The descriptions below are from slaughterhouse workers. From the best selling book, 'Skinny Bitch' by Rory Freedom and Kim Barnouin
"A live hog would be running around the pit.It would be just looking up at me and and I'd be sticking, and I would just take my knife and - cut it's eye out while it was sitting there. And the hog would just scream."
"Sometimes I grab it (a hog) by the ear and stick it right through the eye. I'm not just taking its eye out, I'll go all the way to the hilt, right up through the brain, and wiggle the knife."
"Only you just don't kill it, you go in hard, push hard, blow the windpipe, make it drown in its own blood. Split its nose."
"These hogs get up to the scalding tank, hit the water and start screaming and kicking. Sometimes they thrash so much they kick water out of the tank... Sooner or later they drown."
THE AWFUL TRUTH
Most people don't want to think about where meat comes from. Notice how it's a taboo subject. From early childhood, we've been brainwashed by our society to go into an unconscious trance about 'meat' and what it actually is. We don't talk about that.
The taboo of talking about 'meat'
People don't sit down to dinner and start discussing the circumstances of the life and the death of the animal they are about to eat. That would be considered offensive - why? Why is it considered offensive or inappropriate to talk about the facts of what it is that is being eaten? Why do the majority of people not want to know, hear, see or even talk about it? Why is it that this is about the only subject that parents and teachers don't teach their children? If children do ask adults or start questioning the subject they are usually given some abrupt answers to shut them up and move onto a 'nicer' subject. How many schools take their children on an excursion to the abattoir? How many children get to go to a battery hen farm or a factory pig farm? These places are out of bounds to the general public. Not only that, we never see images of them on TV or in magazines. These places are secret. We are not allowed to go there. Why not? What is it we are not supposed to see and why?
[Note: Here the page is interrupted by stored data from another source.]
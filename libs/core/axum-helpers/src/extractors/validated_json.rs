//! JSON extractor with automatic validation using the validator crate.

use crate::errors::{ErrorCode, ErrorResponse};
use axum::{
    extract::{FromRequest, Json, Request},
    http::StatusCode,
    response::{IntoResponse, Response},
};
use serde::de::DeserializeOwned;
use validator::Validate;

/// JSON extractor with automatic validation.
///
/// Validates the request body using the `validator` crate's `Validate` trait.
/// Returns structured validation errors if validation fails.
///
/// # Example
/// ```ignore
/// use axum::Router;
/// use axum::routing::post;
/// use axum_helpers::extractors::ValidatedJson;
/// use serde::Deserialize;
/// use validator::Validate;
///
/// #[derive(Deserialize, Validate)]
/// struct CreateNote {
///     #[validate(length(min = 1, max = 200))]
///     title: String,
/// }
///
/// async fn create_note(ValidatedJson(payload): ValidatedJson<CreateNote>) -> String {
///     format!("Creating note: {}", payload.title)
/// }
///
/// let app = Router::new().route("/notes", post(create_note));
/// ```
pub struct ValidatedJson<T>(pub T);

impl<T, S> FromRequest<S> for ValidatedJson<T>
where
    T: DeserializeOwned + Validate,
    S: Send + Sync,
{
    type Rejection = Response;

    async fn from_request(req: Request, state: &S) -> Result<Self, Self::Rejection> {
        let Json(data) = Json::<T>::from_request(req, state)
            .await
            .map_err(|e| e.into_response())?;

        data.validate().map_err(|e| {
            // Convert validator errors to structured JSON
            let details = e
                .field_errors()
                .iter()
                .map(|(field, errors)| {
                    let error_messages: Vec<serde_json::Value> = errors
                        .iter()
                        .map(|err| {
                            serde_json::json!({
                                "code": err.code,
                                "message": err.message,
                                "params": err.params,
                            })
                        })
                        .collect();
                    (field.to_string(), serde_json::json!(error_messages))
                })
                .collect::<serde_json::Map<_, _>>();

            let error_response = ErrorResponse {
                code: ErrorCode::ValidationError.code(),
                error: ErrorCode::ValidationError.as_str().to_string(),
                message: ErrorCode::ValidationError.default_message().to_string(),
                details: Some(serde_json::Value::Object(details)),
            };

            (StatusCode::BAD_REQUEST, axum::Json(error_response)).into_response()
        })?;

        Ok(ValidatedJson(data))
    }
}

#[cfg(test)]
mod tests {
    use super::*;
    use axum::Router;
    use axum::body::Body;
    use axum::routing::post;
    use http_body_util::BodyExt;
    use serde::Deserialize;
    use tower::ServiceExt;

    #[derive(Deserialize, Validate)]
    struct Payload {
        #[validate(length(min = 3))]
        title: String,
    }

    fn app() -> Router {
        Router::new().route(
            "/",
            post(|ValidatedJson(p): ValidatedJson<Payload>| async move { p.title }),
        )
    }

    #[tokio::test]
    async fn valid_payload_passes_through() {
        let request = axum::http::Request::builder()
            .method("POST")
            .uri("/")
            .header("content-type", "application/json")
            .body(Body::from(r#"{"title":"hello"}"#))
            .unwrap();

        let response = app().oneshot(request).await.unwrap();
        assert_eq!(response.status(), StatusCode::OK);
    }

    #[tokio::test]
    async fn invalid_payload_returns_structured_details() {
        let request = axum::http::Request::builder()
            .method("POST")
            .uri("/")
            .header("content-type", "application/json")
            .body(Body::from(r#"{"title":"ab"}"#))
            .unwrap();

        let response = app().oneshot(request).await.unwrap();
        assert_eq!(response.status(), StatusCode::BAD_REQUEST);

        let bytes = response.into_body().collect().await.unwrap().to_bytes();
        let body: serde_json::Value = serde_json::from_slice(&bytes).unwrap();
        assert_eq!(body["error"], "VALIDATION_ERROR");
        assert!(body["details"]["title"].is_array());
    }
}
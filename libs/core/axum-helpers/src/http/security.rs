use axum::{
    extract::Request,
    http::{HeaderValue, header},
    middleware::Next,
    response::Response,
};

/// Middleware that adds security headers to all responses.
///
/// Adds the following headers:
/// - X-Content-Type-Options: nosniff
/// - X-Frame-Options: DENY
/// - Referrer-Policy: strict-origin-when-cross-origin
pub async fn security_headers(request: Request, next: Next) -> Response {
    let mut response = next.run(request).await;

    let headers = response.headers_mut();
    headers.insert(
        header::X_CONTENT_TYPE_OPTIONS,
        HeaderValue::from_static("nosniff"),
    );
    headers.insert(header::X_FRAME_OPTIONS, HeaderValue::from_static("DENY"));
    headers.insert(
        header::REFERRER_POLICY,
        HeaderValue::from_static("strict-origin-when-cross-origin"),
    );

    response
}
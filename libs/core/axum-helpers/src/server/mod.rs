//! Server infrastructure module.
//!
//! This module provides:
//! - Application setup with OpenAPI documentation
//! - Health and readiness endpoints
//! - Graceful shutdown coordination
//! - Database connection cleanup
//!
//! # Example
//!
//! ```ignore
//! use axum_helpers::server::{create_app, create_router, health_router};
//! use core_config::{server::ServerConfig, app_info};
//!
//! // Create router with API documentation
//! let router = create_router::<ApiDoc>(api_routes).await?;
//!
//! // Add health endpoints
//! let app = router.merge(health_router(app_info!()));
//!
//! // Start server with graceful shutdown
//! create_app(app, &ServerConfig::default()).await?;
//! ```

pub mod app;
pub mod cleanup;
pub mod health;
pub mod shutdown;

// Re-export commonly used types and functions
pub use app::{create_app, create_production_app, create_router};
pub use cleanup::{CleanupCoordinator, close_mongo};
pub use health::{HealthCheckFuture, HealthResponse, health_router, run_health_checks};
pub use shutdown::{ShutdownCoordinator, shutdown_signal};
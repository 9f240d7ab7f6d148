use mongodb::bson::oid::ObjectId;
use mongodb::bson::{DateTime, Document, doc};
use serde::{Deserialize, Serialize};
use utoipa::{IntoParams, ToSchema};
use validator::Validate;

/// Note entity - represents a note stored in MongoDB.
///
/// Stored field names are the internal ones (`_id`, `_deleted`); the
/// sanitizer renames/strips them before a note leaves the API.
#[derive(Debug, Clone, Serialize, Deserialize)]
pub struct Note {
    /// Unique identifier (stored as _id in MongoDB, assigned on insert)
    #[serde(rename = "_id", skip_serializing_if = "Option::is_none")]
    pub id: Option<ObjectId>,
    /// Note title
    pub title: String,
    /// Note body
    #[serde(default)]
    pub content: String,
    /// Tags for organization
    #[serde(default)]
    pub tags: Vec<String>,
    /// Soft-delete flag
    #[serde(rename = "_deleted", default)]
    pub deleted: bool,
    /// Set when the note is soft-deleted
    #[serde(default)]
    pub deleted_at: Option<DateTime>,
    /// Creation timestamp, assigned on insert
    #[serde(default)]
    pub created_at: Option<DateTime>,
    /// Last update timestamp, bumped on every write
    #[serde(default)]
    pub updated_at: Option<DateTime>,
}

impl Note {
    /// Build a fresh note from a create request. Identifier and
    /// timestamps are assigned by the repository on insert.
    pub fn new(input: CreateNote) -> Self {
        Self {
            id: None,
            title: input.title,
            content: input.content,
            tags: input.tags,
            deleted: false,
            deleted_at: None,
            created_at: None,
            updated_at: None,
        }
    }
}

/// API-facing shape of a sanitized note, for documentation purposes.
///
/// Actual responses are produced by the object sanitizer: `_id` becomes
/// `id` (hex string), timestamps become RFC 3339 strings, and internal
/// fields are stripped.
#[derive(Serialize, ToSchema)]
pub struct NoteView {
    /// Hex ObjectId
    #[schema(example = "65f0a2c8b7e4a93d2c8f0e11")]
    pub id: String,
    pub title: String,
    pub content: String,
    pub tags: Vec<String>,
    /// Set when the note is soft-deleted
    pub deleted_at: Option<String>,
    #[schema(example = "2026-01-15T09:30:00Z")]
    pub created_at: String,
    pub updated_at: String,
}

/// DTO for creating a new note
#[derive(Debug, Clone, Deserialize, Validate, ToSchema)]
pub struct CreateNote {
    #[validate(length(min = 1, max = 200))]
    pub title: String,
    #[serde(default)]
    #[validate(length(max = 20000))]
    pub content: String,
    #[serde(default)]
    pub tags: Vec<String>,
}

/// DTO for updating an existing note
#[derive(Debug, Clone, Default, Deserialize, Validate, ToSchema)]
pub struct UpdateNote {
    #[validate(length(min = 1, max = 200))]
    pub title: Option<String>,
    #[validate(length(max = 20000))]
    pub content: Option<String>,
    pub tags: Option<Vec<String>>,
}

impl UpdateNote {
    pub fn is_empty(&self) -> bool {
        self.title.is_none() && self.content.is_none() && self.tags.is_none()
    }

    /// Build the `$set` stage for this update. The repository adds the
    /// `updated_at` bump.
    pub fn into_update_document(self) -> Document {
        let mut set = doc! {};
        if let Some(title) = self.title {
            set.insert("title", title);
        }
        if let Some(content) = self.content {
            set.insert("content", content);
        }
        if let Some(tags) = self.tags {
            set.insert("tags", tags);
        }
        doc! { "$set": set }
    }
}

/// Query filters for listing notes
#[derive(Debug, Clone, Default, Deserialize, ToSchema, IntoParams)]
pub struct NoteFilter {
    /// Filter by tag (notes containing this tag)
    pub tag: Option<String>,
    /// Search in title and content
    pub search: Option<String>,
}

impl NoteFilter {
    /// Build the MongoDB filter document. Soft-delete narrowing is the
    /// repository's job, not ours.
    pub fn to_document(&self) -> Document {
        let mut filter = doc! {};

        if let Some(ref tag) = self.tag {
            filter.insert("tags", doc! { "$in": [tag] });
        }

        if let Some(ref search) = self.search {
            filter.insert(
                "$or",
                vec![
                    doc! { "title": { "$regex": search, "$options": "i" } },
                    doc! { "content": { "$regex": search, "$options": "i" } },
                ],
            );
        }

        filter
    }
}

#[cfg(test)]
mod tests {
    use super::*;

    #[test]
    fn empty_filter_builds_empty_document() {
        assert_eq!(NoteFilter::default().to_document(), doc! {});
    }

    #[test]
    fn tag_filter_uses_in_operator() {
        let filter = NoteFilter {
            tag: Some("work".to_string()),
            search: None,
        };
        assert_eq!(
            filter.to_document(),
            doc! { "tags": { "$in": ["work"] } }
        );
    }

    #[test]
    fn search_filter_matches_title_and_content() {
        let filter = NoteFilter {
            tag: None,
            search: Some("meeting".to_string()),
        };
        let document = filter.to_document();
        let or = document.get_array("$or").unwrap();
        assert_eq!(or.len(), 2);
    }

    #[test]
    fn update_document_contains_only_provided_fields() {
        let update = UpdateNote {
            title: Some("new title".to_string()),
            content: None,
            tags: None,
        };
        let document = update.into_update_document();
        let set = document.get_document("$set").unwrap();
        assert_eq!(set.get_str("title"), Ok("new title"));
        assert!(!set.contains_key("content"));
        assert!(!set.contains_key("tags"));
    }

    #[test]
    fn new_note_has_no_id_or_timestamps() {
        let note = Note::new(CreateNote {
            title: "t".to_string(),
            content: String::new(),
            tags: vec![],
        });
        assert!(note.id.is_none());
        assert!(note.created_at.is_none());
        assert!(!note.deleted);
    }

    #[test]
    fn stored_note_round_trips_through_bson() {
        let note = Note {
            id: Some(ObjectId::new()),
            title: "t".to_string(),
            content: "c".to_string(),
            tags: vec!["a".to_string()],
            deleted: true,
            deleted_at: Some(DateTime::now()),
            created_at: Some(DateTime::now()),
            updated_at: Some(DateTime::now()),
        };
        let document = mongodb::bson::to_document(&note).unwrap();
        assert!(document.get_object_id("_id").is_ok());
        assert_eq!(document.get_bool("_deleted"), Ok(true));

        let back: Note = mongodb::bson::from_document(document).unwrap();
        assert_eq!(back.id, note.id);
        assert!(back.deleted);
    }
}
We grow up in an unconscious daze about meat, blindly supporting suffering we are not even aware of. It's unfortunately true that some people reach adulthood and don't even know that in Australia most eggs come from battery cage hens, or that around 90% of pigs in Australia exist in factory farms, spending long periods of time in either farrowing crates or sow stalls - small metal and concrete pens where they are unable to move, or that cows milk is not a natural food for humans - it's for baby cows who are stolen from their mothers and deprived of her milk so humans can drink it instead.
Many people hold on to a fantasy that animals killed for meat are killed humanely. Animals at slaughterhouses know what is happening to them. They can smell, hear and feel the fear, terror, violence and death around them. Although there are technologies used to help minimise the terror and agony during slaughter, because of the numbers being killed, the techniques do not always work as they should and sometimes animals can be butchered or boiled (in the case of pigs and chickens) while still conscious. Tragically, for billions of factory farmed animals each year, the day of slaughter may be the best day of their life, as it will end the endless torment of their physically and psychologically horrendous existence they have endured in factory farms.
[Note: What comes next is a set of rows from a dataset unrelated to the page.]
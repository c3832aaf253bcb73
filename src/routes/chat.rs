//! Doctor chat route.

use axum::extract::State;
use axum::http::StatusCode;
use axum::response::Json;
use serde::Deserialize;

use super::auth::AuthUser;
use crate::error::ApiError;
use crate::llm::types::{Message, Role};
use crate::services::chat::{self, AiResponse};
use crate::state::AppState;

#[derive(Debug, Deserialize)]
pub struct ChatBody {
    pub doctor_id: String,
    pub message: String,
    #[serde(default)]
    pub history: Vec<Message>,
}

/// `POST /api/chat` — one persona reply. LLM failures come back as a
/// `200` with `success = false`; only rate limits and bad input are errors.
pub async fn chat(
    State(state): State<AppState>,
    auth: AuthUser,
    Json(body): Json<ChatBody>,
) -> Result<Json<AiResponse>, ApiError> {
    if body.message.trim().is_empty() {
        return Err(ApiError::bare(StatusCode::BAD_REQUEST, "E_EMPTY_MESSAGE", "message must not be empty"));
    }
    let user_id = auth.user.id;

    state.rate_limiter.check_and_record(user_id).map_err(|e| {
        tracing::warn!(%user_id, error = %e, "chat: rate limited");
        ApiError::new(StatusCode::TOO_MANY_REQUESTS, &e)
    })?;

    // Clients only replay their own conversation.
    let history: Vec<Message> = body
        .history
        .into_iter()
        .filter(|m| m.role != Role::System)
        .collect();

    let outcome = chat::generate_response(state.llm.as_ref(), user_id, &body.message, &body.doctor_id, &history).await;
    if outcome.tokens_used > 0 {
        state.rate_limiter.record_tokens(user_id, outcome.tokens_used);
    }
    Ok(Json(outcome.response))
}
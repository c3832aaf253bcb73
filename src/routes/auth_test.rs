use super::*;
use axum::http::Request;

use crate::state::test_helpers;

fn parts_with(headers: &[(&str, &str)]) -> Parts {
    let mut builder = Request::builder().uri("/api/profile");
    for (k, v) in headers {
        builder = builder.header(*k, *v);
    }
    builder.body(()).unwrap().into_parts().0
}

// =============================================================================
// env_bool — unique env var names avoid races with parallel tests.
// =============================================================================

#[test]
fn env_bool_true_and_false_variants() {
    for (i, (val, expected)) in [("1", true), ("YES", true), (" on ", true), ("0", false), ("False", false), ("off", false)]
        .iter()
        .enumerate()
    {
        let key = format!("__TEST_REHAB_EB_{i}__");
        unsafe { std::env::set_var(&key, val) };
        assert_eq!(env_bool(&key), Some(*expected), "for {val:?}");
        unsafe { std::env::remove_var(&key) };
    }
}

#[test]
fn env_bool_invalid_or_unset_is_none() {
    let key = "__TEST_REHAB_EB_INVALID__";
    unsafe { std::env::set_var(key, "maybe") };
    assert_eq!(env_bool(key), None);
    unsafe { std::env::remove_var(key) };
    assert_eq!(env_bool("__TEST_REHAB_EB_SURELY_UNSET__"), None);
}

// =============================================================================
// extractor
// =============================================================================

#[tokio::test]
async fn dev_header_accepted_when_bypass_enabled() {
    let state = test_helpers::test_app_state();
    let id = Uuid::new_v4();
    let mut parts = parts_with(&[(DEV_USER_HEADER, id.to_string().as_str())]);

    let auth = AuthUser::from_request_parts(&mut parts, &state).await.unwrap();
    assert_eq!(auth.user.id, id);
    assert!(auth.user.email.is_none());
}

#[tokio::test]
async fn dev_header_ignored_when_bypass_disabled() {
    let mut state = test_helpers::test_app_state();
    state.dev_bypass = false;
    let mut parts = parts_with(&[(DEV_USER_HEADER, Uuid::new_v4().to_string().as_str())]);

    let err = AuthUser::from_request_parts(&mut parts, &state).await.err().unwrap();
    assert_eq!(err.status, StatusCode::UNAUTHORIZED);
    assert_eq!(err.body.code, "E_UNAUTHORIZED");
}

#[tokio::test]
async fn malformed_dev_header_falls_through_to_bearer() {
    let state = test_helpers::test_app_state();
    let mut parts = parts_with(&[(DEV_USER_HEADER, "not-a-uuid")]);

    let err = AuthUser::from_request_parts(&mut parts, &state).await.err().unwrap();
    assert_eq!(err.status, StatusCode::UNAUTHORIZED);
}

#[tokio::test]
async fn bearer_without_provider_is_unavailable() {
    let state = test_helpers::test_app_state();
    let mut parts = parts_with(&[("authorization", "Bearer abc.def.ghi")]);

    let err = AuthUser::from_request_parts(&mut parts, &state).await.err().unwrap();
    assert_eq!(err.status, StatusCode::SERVICE_UNAVAILABLE);
    assert_eq!(err.body.code, "E_AUTH_NOT_CONFIGURED");
}

#[test]
fn auth_errors_map_to_statuses() {
    assert_eq!(auth_status(&AuthError::InvalidToken), StatusCode::UNAUTHORIZED);
    assert_eq!(auth_status(&AuthError::Upstream("timeout".into())), StatusCode::BAD_GATEWAY);
    assert_eq!(auth_status(&AuthError::Parse("bad".into())), StatusCode::BAD_GATEWAY);
}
Because of the vast numbers of animals killed every day it is impossible for them to be given painless deaths. The U.S. Department of Agriculture documented humane slaughter violations at one processing plant, where inspectors found hogs who “were walking and squealing after being stunned [with a stun gun] as many as four times.” Because of improper stunning methods and extremely fast line speeds, many pigs are still alive when they are dumped into scalding-hot hair-removal tanks—they literally drown in scalding-hot water. This can happen in slaughterhouses in any country.
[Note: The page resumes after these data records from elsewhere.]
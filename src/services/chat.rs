//! Chat service — persona prompt → single completion → patient-facing reply.
//!
//! DESIGN
//! ======
//! One request per user message. The persona is resolved first so an
//! unknown doctor never reaches the LLM. The system instruction embeds the
//! persona attributes plus fixed reply rules; recent history is bounded and
//! sent verbatim ahead of the new message.
//!
//! ERROR HANDLING
//! ==============
//! Failures never escape as errors. They are logged and folded into an
//! [`AiResponse`] with `success = false` and a fixed fallback `content`, so
//! the caller always has something to show. There is no retry.

use std::fmt::Write;
use std::sync::{Arc, OnceLock};

use serde::{Deserialize, Serialize};
use tracing::{info, warn};
use uuid::Uuid;

use super::doctor::{self, DoctorContext};
use crate::llm::LlmChat;
use crate::llm::types::{ChatParams, LlmError, Message};
use crate::rate_limit::env_parse;

pub const DOCTOR_NOT_FOUND_REPLY: &str = "I'm sorry, I couldn't find the doctor you're trying to reach.";
pub const DOCTOR_NOT_FOUND_ERROR: &str = "Doctor not found";
pub const TECHNICAL_DIFFICULTIES_REPLY: &str =
    "I'm experiencing some technical difficulties. Please try again in a moment.";
pub const EMPTY_COMPLETION_REPLY: &str = "I'm sorry, I couldn't generate a response.";

const DEFAULT_CHAT_HISTORY_LIMIT: usize = 10;
const DEFAULT_CHAT_MAX_TOKENS: u32 = 512;
const CHAT_TEMPERATURE: f32 = 0.7;

fn chat_history_limit() -> usize {
    static VALUE: OnceLock<usize> = OnceLock::new();
    *VALUE.get_or_init(|| env_parse("CHAT_HISTORY_LIMIT", DEFAULT_CHAT_HISTORY_LIMIT))
}

fn chat_max_tokens() -> u32 {
    static VALUE: OnceLock<u32> = OnceLock::new();
    *VALUE.get_or_init(|| env_parse("CHAT_MAX_TOKENS", DEFAULT_CHAT_MAX_TOKENS))
}

// =============================================================================
// TYPES
// =============================================================================

#[derive(Debug, thiserror::Error)]
pub enum ChatError {
    #[error("LLM not configured")]
    LlmNotConfigured,
    #[error("LLM error: {0}")]
    Llm(#[from] LlmError),
}

/// Reply shape returned to the patient.
#[derive(Debug, Clone, PartialEq, Eq, Serialize, Deserialize)]
pub struct AiResponse {
    pub content: String,
    pub success: bool,
    #[serde(skip_serializing_if = "Option::is_none")]
    pub error: Option<String>,
}

impl AiResponse {
    fn ok(content: String) -> Self {
        Self { content, success: true, error: None }
    }

    fn failed(content: &str, error: impl Into<String>) -> Self {
        Self { content: content.to_owned(), success: false, error: Some(error.into()) }
    }
}

/// Completed reply plus the tokens it consumed (for budget accounting).
#[derive(Debug)]
pub struct ChatOutcome {
    pub response: AiResponse,
    pub tokens_used: u64,
}

// =============================================================================
// MAIN ENTRY POINT
// =============================================================================

/// Ask `doctor_id`'s persona to reply to `message`, given recent `history`.
pub async fn generate_response(
    llm: Option<&Arc<dyn LlmChat>>,
    user_id: Uuid,
    message: &str,
    doctor_id: &str,
    history: &[Message],
) -> ChatOutcome {
    let Some(doctor) = doctor::find(doctor_id) else {
        info!(%user_id, doctor_id, "chat: unknown doctor");
        return ChatOutcome {
            response: AiResponse::failed(DOCTOR_NOT_FOUND_REPLY, DOCTOR_NOT_FOUND_ERROR),
            tokens_used: 0,
        };
    };

    match request_completion(llm, doctor, message, history).await {
        Ok((content, tokens_used)) => {
            info!(%user_id, doctor = doctor.id, tokens_used, "chat: reply generated");
            let content = content.unwrap_or_else(|| EMPTY_COMPLETION_REPLY.to_owned());
            ChatOutcome { response: AiResponse::ok(content), tokens_used }
        }
        Err(e) => {
            warn!(%user_id, doctor = doctor.id, error = %e, "chat: completion failed");
            ChatOutcome { response: AiResponse::failed(TECHNICAL_DIFFICULTIES_REPLY, e.to_string()), tokens_used: 0 }
        }
    }
}

async fn request_completion(
    llm: Option<&Arc<dyn LlmChat>>,
    doctor: &DoctorContext,
    message: &str,
    history: &[Message],
) -> Result<(Option<String>, u64), ChatError> {
    let llm = llm.ok_or(ChatError::LlmNotConfigured)?;
    let system = build_system_prompt(doctor);

    let mut messages = bounded_history(history, chat_history_limit()).to_vec();
    messages.push(Message::user(message));

    let params = ChatParams { max_tokens: chat_max_tokens(), temperature: CHAT_TEMPERATURE };
    let response = llm.chat(params, &system, &messages).await?;
    Ok((response.content, response.input_tokens + response.output_tokens))
}

/// Keep only the most recent `limit` turns.
pub(crate) fn bounded_history(history: &[Message], limit: usize) -> &[Message] {
    &history[history.len().saturating_sub(limit)..]
}

// =============================================================================
// PROMPT
// =============================================================================

pub(crate) fn build_system_prompt(doctor: &DoctorContext) -> String {
    let mut s = String::with_capacity(1536);
    let _ = writeln!(s, "You are {}, a {} with {}.", doctor.name, doctor.specialty, doctor.experience);
    let _ = writeln!(s, "Your personality: {}.", doctor.personality);
    s.push_str(
        "
INSTRUCTIONS FOR REPLY:

1. Keep responses brief, helpful, and natural. No fluff or long paragraphs.
2. Speak like a real, caring physiotherapist, not a chatbot.
3. Avoid all formatting (no asterisks, numbered lists, emojis, markdown).
4. Use short, clear paragraphs with one idea per sentence.
5. Be warm, positive, and supportive, but don't overdo it.
6. Give quick, practical advice. Focus on what the patient should do next.
7. Never copy or repeat the user's question. Respond naturally.
8. Acknowledge progress or discomfort in 1-2 lines.
9. If there's pain, recommend stopping and checking with a physio.
10. Do not give medical diagnoses. Refer to a real professional if unsure.
11. End with a short check-in or supportive line (e.g. \"Let me know how that goes.\" / \"You're on the right track.\" / \"Happy to adjust if needed.\").

TONE: Friendly, efficient, and human. Not robotic or overly formal.
LENGTH: 1-2 short paragraphs max. No long essays.",
    );
    s
}

#[cfg(test)]
#[path = "chat_test.rs"]
mod tests;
The concept of humane slaughter is used to keep people in ignorance and an excuse used by individuals to stay in denial about the reality of the pain, fear, and terror experienced by animals in slaughterhouses. Many people cling to this belief so they can continue eating meat without feeling that they are the cause of any suffering. Ask yourself, if someone wanted to kill you but promised they'd do it humanely, would you say, "Sure that's OK, go right ahead"? Every sentient being will fight to the end for their life.
What two former beef farmers have to say about 'Humane Slaughter'
Two American men who spent much of their lives as beef farmers have seen and experienced farm animal 'production', transportation and slaughtering first hand.
Harold Brown is a former beef farmer and his work involved driving cattle, performing castrations, dehorning and butchering farm animals. He also worked in the dairy industry for three years. What he has to say now, "I have often heard the word 'humane' used in relation to meat, dairy, eggs, and other products like cosmetics. I have always found this curious, because my understanding is that humane means to act with kindness, tenderness, and mercy" and "So no, in my experience, there is no such thing as humane animal products, humane farming practices, humane transport, or humane slaughter."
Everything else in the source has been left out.